- CEO/guy at the top is a loose cannon. When he steps back and lets everyone else run the show, everything is great! Work gets done, very little stress, everyone's happy. When he starts getting involved in everything though, it all hits the fan. He berates management inappropriately and the whole company responds to his "asks" in fear. He doesn't back any of his ideas up with data, it's always on his whims of what he thinks makes sense (usually it doesn't), and management doesn't stand up to him (or when they do, they get literally screamed at). He's infamous for his unhinged emails (think Trump, but left-leaning) that he sends out, usually something politically or racially inappropriate is included. Things change rapidly based on this guy's whims, often a change will be made and then he will turn around and say we did it wrong so management scrambles to do it the "right" way and rinse and repeat. I do think there's regularly miscommunication happening from what he is asking for and what leaders think he wants. It all tends to give whiplash.
- They laid off over 10% of the company. First they did a "soft" layoff by restructuring and removing the need for product management roles (we became "too corporate"), giving these PMs/admin roles the option to choose a new role or take severance. Okay, cool, that's fair. Then a week later they laid of 138 people unceremoniously across the company, many of which had been with the company for many years and contributed heavily, people you'd think of as irreplaceable (though, of course, no one is). They did this in a mass virtual call, refused to answer questions, and that was that. Direct managers had zero clue this was coming and that some of their employees were in a meeting being laid off. They found out during or after the fact. Come to find out, the PMs that were laid off the week before were strung along and not actually allowed to move to different roles after all and were effectively laid off as well, it was just meant to ease everyone into the idea of layoffs (is my guess).
- They just threw a huge, exorbitant, painfully expensive party in vegas this summer. Don't get me wrong, it was great. But it was unnecessary, and in an email from the CEO immediately following the layoff, he admits to the layoffs being partly because they spent so much in Vegas. He also says that he "thought everyone knew this is where we were headed with the restructuring...". Very tone deaf.

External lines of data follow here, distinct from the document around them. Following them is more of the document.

//! The capability every node kind implements.

use arbor_execution::{ReportNode, ReportNodeStatus};
use arbor_plan::PlanNode;
use async_trait::async_trait;

use crate::context::ExecutionContext;
use crate::error::EngineError;

/// Executes one node kind.
///
/// Handlers are stateless and shared across runs; everything run-specific
/// arrives through the [`ExecutionContext`].
#[async_trait]
pub trait NodeHandler: Send + Sync {
    /// Execute `node`, recording payloads and errors on `report`.
    ///
    /// Returns the node's status: its own outcome aggregated over the
    /// statuses of the children it dispatched. An `Err` is recorded on the
    /// report node as a technical error by the dispatcher.
    async fn execute(
        &self,
        ctx: &ExecutionContext,
        node: &PlanNode,
        report: &mut ReportNode,
    ) -> Result<ReportNodeStatus, EngineError>;

    /// Build the `NoRun` report subtree below `report` without executing.
    ///
    /// The default contributes every child once.
    async fn create_skeleton(
        &self,
        ctx: &ExecutionContext,
        node: &PlanNode,
        report: &ReportNode,
    ) -> Result<(), EngineError> {
        for child in &node.children {
            ctx.dispatcher().create_skeleton(ctx, child, Some(report.id)).await?;
        }
        Ok(())
    }
}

- Work life balance suffered from the CEO getting involved in every little thing. Suddenly everything was a fire and broken and needed fixing yesterday.

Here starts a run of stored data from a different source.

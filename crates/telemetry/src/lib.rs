#![forbid(unsafe_code)]
#![warn(missing_docs)]

//! # Arbor Telemetry
//!
//! Event bus and metrics for the Arbor plan engine.
//!
//! This crate provides:
//! - [`EventBus`] -- broadcast-based event distribution
//! - [`ExecutionEvent`] -- run, node and virtual-user lifecycle events
//! - [`MetricsRegistry`] -- named counters, gauges and histograms, with
//!   [`MetricsSnapshot`] for export
//!
//! Events are **projections**, not the source of truth.
//! The report node store is the single source of truth.

pub mod event;
pub mod metrics;

pub use event::{EventBus, EventSubscriber, ExecutionEvent};
pub use metrics::{
    Counter, Gauge, Histogram, HistogramSnapshot, MetricsRegistry, MetricsSnapshot,
};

- Basically, everyone in the company is awesome except the five people at the top. And that was mostly fine, didn't affect those lower down much for multiple years until CEO started micromanaging again this year.
- The layoff came shortly after the guy "encouraged" creating a DEI committee
And then many in the layoff were the most active in the committee...
- They give everything a different name to be "unique" or "fun". It's not "severance", it's "the tenure rewards package". It's not "DEI", it's "DII" (diversity in influence). It's not a sprint progress report, it's a "TPS report" (stolen from Office Space). Literally this guy renames everything, it's annoying.
- In the email following the layoff, he says they're going to start hiring again in December...
- Overall, I can't recommend the company to a friend. The company itself is a bit shady in its practices and it's all from the people at the top. I felt icky telling anyone about the job while I worked there. The benefits and amazing coworkers just can't make up for the root rot.